We carry the dead with us. They remain in our hearts, in our minds. Now, the Ministry of Justice has revealed that some of us go as far as physically carrying the dead. For a few years, the government department has received around 25 applications a week from people looking to exhume the buried remains of their relatives.
This might call to mind images of satanic rituals under the cover of darkness, but the main reasons are practical and domestic. People moving from one side of the country to the other apply to have the buried remains of their parents (it’s usually parents) moved with them so that they can better attend their graves. In order to do this, they have to fill out a 12-page MoJ application form that includes the written agreement of whoever is in charge of the “cemetery, churchyard or crematorium where the remains are to be reburied or cremated”. Applications are then normally decided within 20 days.
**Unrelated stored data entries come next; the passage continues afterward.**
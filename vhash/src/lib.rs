//! **VHASH**: a keyed 64-bit universal hash from the VMAC family.
//!
//! The construction compresses 128-byte chunks of the message with the
//! NH universal hash, folds the chunk hashes into a polynomial
//! accumulator over a 127-bit domain, and finishes with an inner-product
//! step modulo the prime 2^64 - 257. All key material is derived from a
//! 128-bit user key by encrypting domain-separated counter blocks with
//! AES-128; the context is immutable afterwards and may be shared freely
//! across threads.
//!
//! A per-call 64-bit [`Seed`] perturbs the polynomial key (XOR with a
//! rotated copy, before masking), so one key context serves many
//! independent logical keys. This seeding is an extension beyond the
//! original published construction; seed zero reproduces the unseeded
//! polynomial key.
//!
//! Every multi-byte access is defined in terms of byte order, never
//! native integer layout, so output is identical on either endianness.
//! The `*_swapped` entry points mirror each load and store for
//! cross-endian verification; [`selftest`] checks both pipelines against
//! the canonical corpus constants.
//!
//! Hashing reads exactly the `msg.len()` input bytes: a final partial
//! chunk is copied into a zeroed buffer rather than read past in place.
//!
//! # Usage
//!
//! ```
//! use vhash::Vhash;
//!
//! let vhash = Vhash::new(&vhash::DEFAULT_KEY.into());
//! let tag = vhash.hash(b"hello", 0u64);
//! assert_eq!(tag, vhash.hash(b"hello", 0u64));
//! assert_ne!(tag, vhash.hash(b"hello", 1u64));
//! ```
//!
//! VHASH on its own is a universal hash, not a full MAC: without the
//! cipher-generated pad of VMAC, tags must not be exposed to parties who
//! could choose messages adaptively.

#![no_std]
#![warn(rust_2018_idioms)]

pub use universal_hash;

use universal_hash::{consts::U16, crypto_common::KeySizeUser, KeyInit};

mod backend;
mod key_schedule;
mod l3;
mod poly;

use backend::{Backend, Selected};
use key_schedule::KeyContext;
use poly::{M62, MPOLY};

/// Size of a VHASH user key in bytes.
pub const KEY_SIZE: usize = 16;

/// Bytes compressed per NH chunk.
pub const NH_BYTES: usize = 128;

/// Width of the full tag in bits.
pub const TAG_BITS: usize = 64;

/// The prime modulus of the finalizer, 2^64 - 257. Every tag is a fully
/// reduced residue below this value.
pub const P64: u64 = key_schedule::P64;

/// Fixed user key for the canonical test-vector corpus.
pub const DEFAULT_KEY: [u8; KEY_SIZE] = *b"abcdefghijklmnop";

/// VHASH user keys (16 bytes).
pub type Key = universal_hash::Key<Vhash>;

/// Expected corpus verification value, native byte order.
const VERIFY_NATIVE: u32 = 0x27c9_cd9d;

/// Expected corpus verification value, byte-swapped pipeline.
const VERIFY_SWAPPED: u32 = 0x6ed6_28ca;

/// A per-call seed.
///
/// Conversion from an external seed value is the seed-preparation step:
/// narrower seeds widen into the internal 64-bit perturbation value.
#[derive(Copy, Clone, Debug, Default, Eq, PartialEq)]
pub struct Seed(u64);

impl From<u64> for Seed {
    fn from(seed: u64) -> Self {
        Seed(seed)
    }
}

impl From<u32> for Seed {
    fn from(seed: u32) -> Self {
        Seed(seed.into())
    }
}

/// The VHASH keyed hash.
///
/// Holds the derived key material. Construction is the only mutation
/// that ever happens; afterwards any number of threads may hash through
/// a shared reference concurrently.
#[derive(Clone)]
pub struct Vhash {
    keys: KeyContext,
}

impl Vhash {
    /// Derive the key context from `key`, splitting cipher output words
    /// in the native (big-endian) order.
    #[must_use]
    pub fn new(key: &Key) -> Self {
        Self {
            keys: KeyContext::derive::<false>(&(*key).into()),
        }
    }

    /// Derive the key context with the mirrored word split, for running
    /// the byte-swapped pipeline end to end.
    #[must_use]
    pub fn new_swapped(key: &Key) -> Self {
        Self {
            keys: KeyContext::derive::<true>(&(*key).into()),
        }
    }

    /// Hash `msg` under `seed` into a 64-bit tag.
    pub fn hash(&self, msg: &[u8], seed: impl Into<Seed>) -> u64 {
        vhash::<Selected, false>(&self.keys, msg, seed.into().0)
    }

    /// Byte-swapped variant of [`Vhash::hash`]: every message word is
    /// loaded in the mirrored order.
    pub fn hash_swapped(&self, msg: &[u8], seed: impl Into<Seed>) -> u64 {
        vhash::<Selected, true>(&self.keys, msg, seed.into().0)
    }

    /// Full 64-bit tag, serialized little-endian.
    pub fn tag(&self, msg: &[u8], seed: impl Into<Seed>) -> [u8; 8] {
        self.hash(msg, seed).to_le_bytes()
    }

    /// Full 64-bit tag of the byte-swapped variant, serialized
    /// big-endian (the endian-mirrored image of [`Vhash::tag`]).
    pub fn tag_swapped(&self, msg: &[u8], seed: impl Into<Seed>) -> [u8; 8] {
        self.hash_swapped(msg, seed).to_be_bytes()
    }

    /// Truncated 32-bit tag: the low half of the full tag,
    /// serialized little-endian.
    pub fn tag32(&self, msg: &[u8], seed: impl Into<Seed>) -> [u8; 4] {
        (self.hash(msg, seed) as u32).to_le_bytes()
    }

    /// Truncated 32-bit tag of the byte-swapped variant.
    pub fn tag32_swapped(&self, msg: &[u8], seed: impl Into<Seed>) -> [u8; 4] {
        (self.hash_swapped(msg, seed) as u32).to_be_bytes()
    }
}

impl KeySizeUser for Vhash {
    type KeySize = U16;
}

impl KeyInit for Vhash {
    fn new(key: &Key) -> Self {
        Self::new(key)
    }
}

impl core::fmt::Debug for Vhash {
    fn fmt(&self, f: &mut core::fmt::Formatter<'_>) -> core::fmt::Result {
        f.debug_struct("Vhash").finish_non_exhaustive()
    }
}

/// Check both pipelines against the canonical corpus constants.
///
/// Hashes every prefix of the byte sequence `0, 1, .., 254` under a
/// length-dependent seed, then hashes the concatenated tags; the low 32
/// bits must match the fixed constants for the native and the
/// byte-swapped pipeline. Intended as a startup self-test.
#[must_use]
pub fn selftest() -> bool {
    let native = Vhash::new(&DEFAULT_KEY.into());
    let swapped = Vhash::new_swapped(&DEFAULT_KEY.into());
    verification::<false>(&native) == VERIFY_NATIVE
        && verification::<true>(&swapped) == VERIFY_SWAPPED
}

fn verification<const SWAP: bool>(vhash: &Vhash) -> u32 {
    let mut msg = [0u8; 255];
    for (i, byte) in msg.iter_mut().enumerate() {
        *byte = i as u8;
    }

    let mut corpus = [0u8; 256 * 8];
    for i in 0..256 {
        let tag = self::vhash::<Selected, SWAP>(&vhash.keys, &msg[..i], i as u64);
        let tag = if SWAP {
            tag.to_be_bytes()
        } else {
            tag.to_le_bytes()
        };
        corpus[8 * i..8 * (i + 1)].copy_from_slice(&tag);
    }
    self::vhash::<Selected, SWAP>(&vhash.keys, &corpus, 0) as u32
}

/// Mask the polynomial key after perturbing it with the rotated seed.
fn seeded_poly_key(polykey: [u64; 2], seed: u64) -> (u64, u64) {
    (
        (polykey[0] ^ seed) & MPOLY,
        (polykey[1] ^ seed.rotate_left(16)) & MPOLY,
    )
}

/// The full construction: chunk, NH, polynomial fold, finalize.
///
/// A pure function of its arguments; each distinct message length
/// follows one of three paths (no chunk, a single possibly-partial
/// chunk, or full chunks followed by an optional partial one).
fn vhash<B: Backend, const SWAP: bool>(keys: &KeyContext, msg: &[u8], seed: u64) -> u64 {
    let key = seeded_poly_key(keys.polykey, seed);
    let nhkey = &keys.nhkey[..NH_BYTES / 8];

    let whole = msg.len() / NH_BYTES * NH_BYTES;
    let rem = msg.len() - whole;
    let (head, tail) = msg.split_at(whole);
    let mut blocks = head.chunks_exact(NH_BYTES);

    let mut acc = match blocks.next() {
        // the first chunk has no prior accumulator to fold: the chunk
        // hash and the polynomial key are simply added
        Some(first) => {
            let (hi, lo) = B::nh::<SWAP>(first, nhkey);
            B::add128(hi & M62, lo, key.0, key.1)
        }
        None if rem != 0 => {
            let (hi, lo) = nh_partial::<B, SWAP>(tail, nhkey);
            B::add128(hi & M62, lo, key.0, key.1)
        }
        // empty message: the finalizer is seeded from the key alone
        None => key,
    };

    for block in blocks {
        let (hi, lo) = B::nh::<SWAP>(block, nhkey);
        acc = poly::step::<B>(acc, key, (hi & M62, lo));
    }
    if whole != 0 && rem != 0 {
        let (hi, lo) = nh_partial::<B, SWAP>(tail, nhkey);
        acc = poly::step::<B>(acc, key, (hi & M62, lo));
    }

    l3::l3hash::<B>(acc, keys.l3key, (rem * 8) as u64)
}

/// NH over the final partial chunk, zero-padded to a 16-byte boundary.
/// Only the logical input range is read.
fn nh_partial<B: Backend, const SWAP: bool>(tail: &[u8], nhkey: &[u64]) -> (u64, u64) {
    debug_assert!(!tail.is_empty() && tail.len() < NH_BYTES);
    let mut padded = [0u8; NH_BYTES];
    padded[..tail.len()].copy_from_slice(tail);
    let take = (tail.len() + 15) / 16 * 16;
    B::nh::<SWAP>(&padded[..take], nhkey)
}
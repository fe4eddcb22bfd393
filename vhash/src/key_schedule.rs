//! Key derivation.
//!
//! A 128-bit user key is expanded into three pseudorandom key regions by
//! encrypting counter blocks under the block cipher. Each region is
//! domain-separated by a fixed leading byte; the trailing byte of the
//! block is an incrementing counter. Every 16-byte ciphertext yields a
//! pair of 64-bit words, split big-endian natively (mirrored when `SWAP`
//! so a byte-swapped pipeline can be verified end to end).

use aes::Aes128;
use cipher::{consts::U16, BlockEncrypt, BlockSizeUser, KeyInit};

use crate::NH_BYTES;

/// 64-bit words of NH key material: one full chunk's worth plus two
/// extra lanes reserved for the wider tag configurations.
pub(crate) const NH_KEY_WORDS: usize = NH_BYTES / 8 + 2;

/// The L3 prime modulus, 2^64 - 257.
pub(crate) const P64: u64 = 0xffff_ffff_ffff_feff;

/// Domain-separation bytes, one per key region.
const NH_DOMAIN: u8 = 0x80;
const POLY_DOMAIN: u8 = 0xc0;
const L3_DOMAIN: u8 = 0xe0;

/// Immutable key material shared read-only by every hash call.
///
/// `l3key` words are always below [`P64`]; `nhkey` and `polykey` carry
/// no range invariant until masked at use.
#[derive(Clone)]
pub(crate) struct KeyContext {
    pub(crate) nhkey: [u64; NH_KEY_WORDS],
    pub(crate) polykey: [u64; 2],
    pub(crate) l3key: [u64; 2],
}

impl KeyContext {
    /// Expand `key` into the three key regions.
    pub(crate) fn derive<const SWAP: bool>(key: &[u8; 16]) -> Self {
        let cipher = Aes128::new(key.into());
        Self::derive_with::<_, SWAP>(&cipher)
    }

    fn derive_with<C, const SWAP: bool>(cipher: &C) -> Self
    where
        C: BlockEncrypt + BlockSizeUser<BlockSize = U16>,
    {
        let mut nhkey = [0u64; NH_KEY_WORDS];
        let mut counter = counter_block(NH_DOMAIN);
        for pair in nhkey.chunks_exact_mut(2) {
            let (a, b) = next_pair::<C, SWAP>(cipher, &mut counter);
            pair[0] = a;
            pair[1] = b;
        }

        let mut counter = counter_block(POLY_DOMAIN);
        let (a, b) = next_pair::<C, SWAP>(cipher, &mut counter);
        let polykey = [a, b];

        // Rejection sampling: regenerate until both words are usable as
        // residues modulo the prime. Expected retries are ~257/2^64.
        let mut counter = counter_block(L3_DOMAIN);
        let l3key = loop {
            let (a, b) = next_pair::<C, SWAP>(cipher, &mut counter);
            if a < P64 && b < P64 {
                break [a, b];
            }
        };

        Self {
            nhkey,
            polykey,
            l3key,
        }
    }
}

#[cfg(feature = "zeroize")]
impl Drop for KeyContext {
    fn drop(&mut self) {
        use zeroize::Zeroize;
        self.nhkey.zeroize();
        self.polykey.zeroize();
        self.l3key.zeroize();
    }
}

fn counter_block(domain: u8) -> [u8; 16] {
    let mut block = [0u8; 16];
    block[0] = domain;
    block
}

/// Encrypt the counter block, advance the counter and split the
/// ciphertext into two key words.
fn next_pair<C, const SWAP: bool>(cipher: &C, counter: &mut [u8; 16]) -> (u64, u64)
where
    C: BlockEncrypt + BlockSizeUser<BlockSize = U16>,
{
    let mut block = cipher::Block::<C>::from(*counter);
    cipher.encrypt_block(&mut block);
    counter[15] = counter[15].wrapping_add(1);
    (split_word::<SWAP>(&block[..8]), split_word::<SWAP>(&block[8..]))
}

/// Split one cipher-output word: big-endian natively, mirrored when `SWAP`.
#[inline]
fn split_word<const SWAP: bool>(bytes: &[u8]) -> u64 {
    let mut word = [0u8; 8];
    word.copy_from_slice(bytes);
    if SWAP {
        u64::from_le_bytes(word)
    } else {
        u64::from_be_bytes(word)
    }
}
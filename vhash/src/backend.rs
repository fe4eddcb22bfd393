//! Arithmetic backends.
//!
//! Everything above this layer is expressed in terms of the three kernel
//! operations of [`Backend`] plus bitwise masking, so an alternate
//! (e.g. SIMD-accelerated) kernel only has to supply `mul64` and `add128`,
//! optionally overriding the fused [`Backend::nh`] loop. Backends must be
//! bit-identical; a new one is only selected after it reproduces the
//! canonical test-vector corpus.

pub(crate) mod soft;

pub(crate) use soft::Soft as Selected;

/// 64x64 -> 128 multiplication and 128-bit carry arithmetic.
pub(crate) trait Backend {
    /// Exact 128-bit product of two unsigned 64-bit integers as `(hi, lo)`.
    fn mul64(a: u64, b: u64) -> (u64, u64);

    /// 128-bit addition with carry propagated from the low into the high
    /// word, wrapping modulo 2^128. Callers must not rely on a 129th bit.
    fn add128(hi: u64, lo: u64, x_hi: u64, x_lo: u64) -> (u64, u64);

    /// Multiply-accumulate: `(hi, lo) + a * b` modulo 2^128.
    #[inline]
    fn fma64(hi: u64, lo: u64, a: u64, b: u64) -> (u64, u64) {
        let (p_hi, p_lo) = Self::mul64(a, b);
        Self::add128(hi, lo, p_hi, p_lo)
    }

    /// NH compression of one chunk into a 128-bit partial hash.
    ///
    /// `msg.len()` must be a multiple of 16 and no larger than
    /// [`crate::NH_BYTES`]; `key` must hold at least `msg.len() / 8` words.
    /// Word pairs are added to the corresponding key pair and multiplied,
    /// with the products summed in 128 bits. No reduction happens here:
    /// the chunk-size bound keeps the total under 2^128, and the caller
    /// masks the top bits afterwards.
    #[inline]
    fn nh<const SWAP: bool>(msg: &[u8], key: &[u64]) -> (u64, u64) {
        debug_assert_eq!(msg.len() % 16, 0);
        debug_assert!(key.len() * 8 >= msg.len());

        let mut hi = 0;
        let mut lo = 0;
        for (pair, k) in msg.chunks_exact(16).zip(key.chunks_exact(2)) {
            let m0 = read_u64::<SWAP>(&pair[..8]);
            let m1 = read_u64::<SWAP>(&pair[8..]);
            (hi, lo) = Self::fma64(hi, lo, m0.wrapping_add(k[0]), m1.wrapping_add(k[1]));
        }
        (hi, lo)
    }
}

/// Read one message word: little-endian natively, mirrored when `SWAP`.
#[inline]
pub(crate) fn read_u64<const SWAP: bool>(bytes: &[u8]) -> u64 {
    let mut word = [0u8; 8];
    word.copy_from_slice(bytes);
    if SWAP {
        u64::from_be_bytes(word)
    } else {
        u64::from_le_bytes(word)
    }
}
//! Polynomial accumulator over a 127-bit domain.
//!
//! Successive NH outputs are folded into a running accumulator with one
//! `acc * key + msg` step per chunk. The ring behaves like the integers
//! modulo 2^127 - 1, but no full reduction happens inside a step; only a
//! renormalization back into 127 bits plus a guard bit.

use crate::backend::Backend;

/// Mask keeping the low 126 bits of an NH output's high word.
pub(crate) const M62: u64 = 0x3fff_ffff_ffff_ffff;

/// Mask keeping 63 bits; bit 63 of the high limb is the fold-back carry.
pub(crate) const M63: u64 = 0x7fff_ffff_ffff_ffff;

/// Mask applied to each half of the seeded polynomial key. Keeping the
/// key halves this sparse bounds the cross-multiplies below 2^128, so
/// the step never loses carries.
pub(crate) const MPOLY: u64 = 0x1fff_ffff_1fff_ffff;

/// One accumulator fold: `acc * key + msg`, renormalized.
///
/// `key` halves must already be [`MPOLY`]-masked; `msg` is an NH output
/// with its high word [`M62`]-masked.
pub(crate) fn step<B: Backend>(acc: (u64, u64), key: (u64, u64), msg: (u64, u64)) -> (u64, u64) {
    let (a_hi, a_lo) = acc;
    let (k_hi, k_lo) = key;
    let (m_hi, m_lo) = msg;

    // Schoolbook 2x2-limb multiply. 2^128 = 2 (mod 2^127 - 1), so the
    // top partial product enters pre-doubled via `2 * k_hi`.
    let (t1_hi, t1_lo) = B::mul64(a_hi, k_hi.wrapping_mul(2));
    let (t2_hi, t2_lo) = {
        let (hi, lo) = B::mul64(a_hi, k_lo);
        B::fma64(hi, lo, a_lo, k_hi)
    };
    let (hi, lo) = {
        let (hi, lo) = B::mul64(a_lo, k_lo);
        B::add128(hi, lo, t1_hi, t1_lo)
    };

    // Fold the middle product: its low word lands on the high limb, and
    // whatever spills past bit 128 re-enters doubled, together with the
    // bit shifted out of position 127.
    let (hi, carry) = hi.overflowing_add(t2_lo);
    let wrap = t2_hi.wrapping_add(u64::from(carry));
    let wrap = wrap.wrapping_mul(2).wrapping_add(hi >> 63);
    let hi = hi & M63;

    let (hi, lo) = B::add128(hi, lo, m_hi, m_lo);
    B::add128(hi, lo, 0, wrap)
}

#[cfg(test)]
mod tests {
    use super::{step, M62, MPOLY};
    use crate::backend::Selected;

    const P127: u128 = (1 << 127) - 1;

    /// `x * y mod 2^127 - 1` for `y < 2^64`, via limb splitting.
    fn mod_mul(x: u128, y: u64) -> u128 {
        let y = u128::from(y);
        let hi = ((x >> 64) * y) % P127;
        // hi * 2^64: split at bit 63 so both pieces stay in range
        let hi = ((hi >> 63) + ((hi & ((1 << 63) - 1)) << 64)) % P127;
        (hi + ((x & u128::from(u64::MAX)) * y) % P127) % P127
    }

    fn residue(v: (u64, u64)) -> u128 {
        ((u128::from(v.0) << 64) | u128::from(v.1)) % P127
    }

    #[test]
    fn step_matches_ring_arithmetic() {
        let mut acc = (0x0123_4567_89ab_cdefu64, 0xfedc_ba98_7654_3210u64);
        let key = (
            0x1e2d_3c4b_0f0f_0f0f & MPOLY,
            0x0bad_cafe_dead_beef & MPOLY,
        );
        let mut msgs = 0x9e37_79b9_7f4a_7c15u64;
        for _ in 0..64 {
            msgs = msgs.wrapping_mul(0xd134_2543_de82_ef95).wrapping_add(1);
            let msg = (msgs & M62, msgs.rotate_left(17));

            let expect = {
                let a = residue(acc);
                let m = (u128::from(msg.0) << 64) | u128::from(msg.1);
                // a * key = a * k_lo + a * k_hi * 2^64, with the 2^64
                // factor decomposed as (2^64 - 1) + 1; sums are folded
                // pairwise to stay inside u128
                let hi = (mod_mul(mod_mul(a, key.0), u64::MAX) + mod_mul(a, key.0)) % P127;
                ((mod_mul(a, key.1) + hi) % P127 + m) % P127
            };
            acc = step::<Selected>(acc, key, msg);
            assert_eq!(residue(acc), expect);
        }
    }

    #[test]
    fn step_stays_in_guarded_range() {
        // the output high limb is the 63-bit renormalized value plus the
        // message word and fold-back carries, so it keeps a guard bit free
        let key = (MPOLY, MPOLY);
        let acc = step::<Selected>((u64::MAX >> 1, u64::MAX), key, (M62, u64::MAX));
        assert!(acc.0 < (1 << 63) + (1 << 62) + 2);
    }
}
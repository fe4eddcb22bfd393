//! VHASH benchmarks.

#![allow(missing_docs)]

use criterion::{criterion_group, criterion_main, BenchmarkId, Criterion, Throughput};
use vhash::{Vhash, DEFAULT_KEY};

fn bench(c: &mut Criterion) {
    let mut group = c.benchmark_group("vhash");
    let vhash = Vhash::new(&DEFAULT_KEY.into());

    for size in &[10, 100, 1000, 10000] {
        let buf = vec![0u8; *size];

        group.throughput(Throughput::Bytes(*size as u64));

        group.bench_function(BenchmarkId::new("hash", size), |b| {
            b.iter(|| vhash.hash(&buf, 0u64));
        });
    }

    group.finish();
}

criterion_group!(benches, bench);
criterion_main!(benches);
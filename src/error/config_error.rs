use thiserror::Error;

/// Configuration loading errors
#[derive(Debug, Error)]
pub enum ConfigError {
    #[error("Failed to read config file {path}: {source}")]
    Io {
        path: String,
        #[source]
        source: std::io::Error,
    },
    #[error("TOML parse error: {0}")]
    Toml(#[from] toml::de::Error),
    #[error("JSON parse error: {0}")]
    Json(#[from] serde_json::Error),
    #[error("Unsupported config format: {0}")]
    UnsupportedFormat(String),
    #[error("Invalid config value for {field}: {reason}")]
    Invalid { field: &'static str, reason: String },
}
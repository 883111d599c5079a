use serde::{Deserialize, Serialize};

/// Error retryability marker
#[derive(Debug, Clone, Copy, PartialEq, Eq, Serialize, Deserialize)]
#[serde(rename_all = "snake_case")]
pub enum ErrorRetryability {
    Retryable,
    NonRetryable,
    Unknown,
}

/// Error severity marker
#[derive(Debug, Clone, Copy, PartialEq, Eq, Serialize, Deserialize)]
#[serde(rename_all = "snake_case")]
pub enum ErrorSeverity {
    Warning,
    Error,
    Fatal,
}

/// Error classification code
#[derive(Debug, Clone, PartialEq, Eq, Serialize, Deserialize)]
#[serde(rename_all = "snake_case")]
pub enum ErrorCode {
    // Construction
    InvalidBinding,
    SourceSyntaxError,
    SourceTooLong,

    // Execution
    ScriptError,
    Timeout,
    Stopped,
    BudgetExhausted,
    InternalError,

    // Configuration
    ConfigError,
}

/// Structured error context
#[derive(Debug, Clone, Serialize, Deserialize)]
pub struct ErrorContext {
    pub code: ErrorCode,
    pub retryability: ErrorRetryability,
    pub severity: ErrorSeverity,
    pub message: String,
    #[serde(skip_serializing_if = "Option::is_none")]
    pub metadata: Option<serde_json::Value>,
}

impl ErrorContext {
    pub fn non_retryable(code: ErrorCode, message: impl Into<String>) -> Self {
        Self {
            code,
            retryability: ErrorRetryability::NonRetryable,
            severity: ErrorSeverity::Error,
            message: message.into(),
            metadata: None,
        }
    }

    /// A failure the learner can fix by editing and re-running.
    pub fn retryable(code: ErrorCode, message: impl Into<String>) -> Self {
        Self {
            code,
            retryability: ErrorRetryability::Retryable,
            severity: ErrorSeverity::Error,
            message: message.into(),
            metadata: None,
        }
    }

    pub fn with_severity(mut self, severity: ErrorSeverity) -> Self {
        self.severity = severity;
        self
    }

    pub fn with_metadata(mut self, metadata: serde_json::Value) -> Self {
        self.metadata = Some(metadata);
        self
    }
}
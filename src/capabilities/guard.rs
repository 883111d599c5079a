use std::sync::Arc;

use async_trait::async_trait;

use crate::core::GenerationLease;
use crate::evaluator::{HostError, HostFunction, HostResult, Value};

/// A host function that refuses to run once its lease is stale.
pub struct Guarded {
    inner: Arc<dyn HostFunction>,
    lease: GenerationLease,
}

impl Guarded {
    pub fn new(inner: Arc<dyn HostFunction>, lease: GenerationLease) -> Self {
        Self { inner, lease }
    }

    pub fn lease(&self) -> &GenerationLease {
        &self.lease
    }
}

#[async_trait]
impl HostFunction for Guarded {
    fn name(&self) -> &str {
        self.inner.name()
    }

    async fn call(&self, args: Vec<Value>) -> HostResult {
        if self.lease.is_stale() {
            tracing::debug!(
                capability = self.inner.name(),
                generation = self.lease.generation(),
                "refusing call from stale attempt"
            );
            return Err(HostError::Refused);
        }
        self.inner.call(args).await
    }
}

/// Wrap `inner` so it only runs while `lease` is current.
pub fn guard(inner: Arc<dyn HostFunction>, lease: &GenerationLease) -> Arc<dyn HostFunction> {
    Arc::new(Guarded::new(inner, lease.clone()))
}

#[cfg(test)]
mod tests {
    use super::*;
    use crate::core::GenerationCounter;
    use crate::evaluator::sync_fn;
    use std::sync::atomic::{AtomicUsize, Ordering};

    #[tokio::test]
    async fn test_guard_refuses_after_bump() {
        let calls = Arc::new(AtomicUsize::new(0));
        let counted = calls.clone();
        let inner = sync_fn("mark", move |_| {
            counted.fetch_add(1, Ordering::SeqCst);
            Ok(Value::Undefined)
        });
        let counter = GenerationCounter::new();
        let lease = counter.begin();
        let guarded = guard(inner, &lease);

        assert!(guarded.call(vec![]).await.is_ok());
        counter.bump();
        assert!(matches!(guarded.call(vec![]).await, Err(HostError::Refused)));
        assert_eq!(calls.load(Ordering::SeqCst), 1);
        assert_eq!(guarded.name(), "mark");
    }
}
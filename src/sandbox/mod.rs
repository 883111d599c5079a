//! Execution Runner Module
//!
//! Turns a source unit and its bindings into a running async function and
//! races it against the caller's timeout signal.

pub mod runner;
pub mod types;

pub use runner::ExecutionRunner;
pub use types::*;
use serde::Serialize;

use crate::error::{ConstructionError, ExecutionError, ExecutionOutcome};
use crate::evaluator::Value;

/// What the learner is told about an attempt.
///
/// `Solved` means the code ran to completion. Whether the puzzle goal was
/// met is judged by the level, from the board state and the returned value.
#[derive(Debug, Clone, PartialEq, Serialize)]
#[serde(tag = "kind", rename_all = "snake_case")]
pub enum Feedback {
    Solved {
        #[serde(serialize_with = "serialize_value")]
        value: Value,
    },
    TookTooLong {
        after_ms: u64,
    },
    CodeError {
        name: String,
        message: String,
    },
    Stopped,
    Internal {
        message: String,
    },
}

fn serialize_value<S: serde::Serializer>(value: &Value, serializer: S) -> Result<S::Ok, S::Error> {
    value.to_json().serialize(serializer)
}

impl Feedback {
    pub fn from_outcome(outcome: &ExecutionOutcome) -> Self {
        match outcome {
            Ok(value) => Feedback::Solved {
                value: value.clone(),
            },
            Err(ExecutionError::Timeout { after }) => Feedback::TookTooLong {
                after_ms: after.as_millis() as u64,
            },
            Err(ExecutionError::BudgetExhausted { .. }) => Feedback::TookTooLong { after_ms: 0 },
            Err(ExecutionError::Runtime { name, message, .. }) => Feedback::CodeError {
                name: name.clone(),
                message: message.clone(),
            },
            Err(ExecutionError::Construction(ConstructionError::Syntax(err))) => {
                Feedback::CodeError {
                    name: "SyntaxError".to_string(),
                    message: err.to_string(),
                }
            }
            Err(ExecutionError::Construction(err @ ConstructionError::SourceTooLong { .. })) => {
                Feedback::CodeError {
                    name: "Error".to_string(),
                    message: err.to_string(),
                }
            }
            // A bad binding is a level bug, not the learner's.
            Err(err @ ExecutionError::Construction(_)) | Err(err @ ExecutionError::Internal(_)) => {
                Feedback::Internal {
                    message: err.to_string(),
                }
            }
            Err(ExecutionError::Aborted) => Feedback::Stopped,
        }
    }

    pub fn kind(&self) -> &'static str {
        match self {
            Feedback::Solved { .. } => "solved",
            Feedback::TookTooLong { .. } => "took_too_long",
            Feedback::CodeError { .. } => "code_error",
            Feedback::Stopped => "stopped",
            Feedback::Internal { .. } => "internal",
        }
    }

    pub fn is_solved(&self) -> bool {
        matches!(self, Feedback::Solved { .. })
    }

    /// Learner-facing text.
    pub fn message(&self) -> String {
        match self {
            Feedback::Solved { .. } => "Your code ran to the end.".to_string(),
            Feedback::TookTooLong { .. } => {
                "Your code took too long. Is there a loop that never ends?".to_string()
            }
            Feedback::CodeError { name, message } => format!("{}: {}", name, message),
            Feedback::Stopped => "Stopped.".to_string(),
            Feedback::Internal { .. } => {
                "Something went wrong on our side while running your code.".to_string()
            }
        }
    }
}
The idea of a portable grave is not something that sits easily with the Church of England. “The permanent burial of the physical body, or the burial of cremated remains, should be seen as a symbol of our entrusting the person to God for resurrection,” a spokesman told the Sunday Express. Once we are in the cold ground, we have been laid to rest and prepared for our passage into the realm beyond. A 300-mile trip up the motorway is not going to help matters.
The cemeteries themselves seem less concerned. A spokesperson for Brompton cemetery in west London said: “If a family wants to exhume the remains of a relative then obviously we try to help as much as possible.” Other council-run services confirmed this approach. Their duty is to who owns the plot.
At Brompton at least, if a plot is emptied, it continues to belong to whoever owns it. Usually, that means the relative of whoever has been removed. So they can leave it empty or keep it free for someone else.
However, if your relative found their way into an exclusive cemetery, you are unlikely to want to remove them from it. “We have no experience of that here,” someone at the historic private Highgate cemetery told me when I asked about exhumation.
Remains are not always exhumed to be reburied elsewhere. The MOJ says that other common reasons include the scattering of cremated remains, the cremation of buried remains, the moving of remains to another part of the same burial ground and the reinterment of remains in the same grave, normally so that family members can be buried side-by-side.
All sensible reasons, but ones to consider carefully, particularly if you are God-fearing. The dead, now hopefully at peace, are not lightly moved.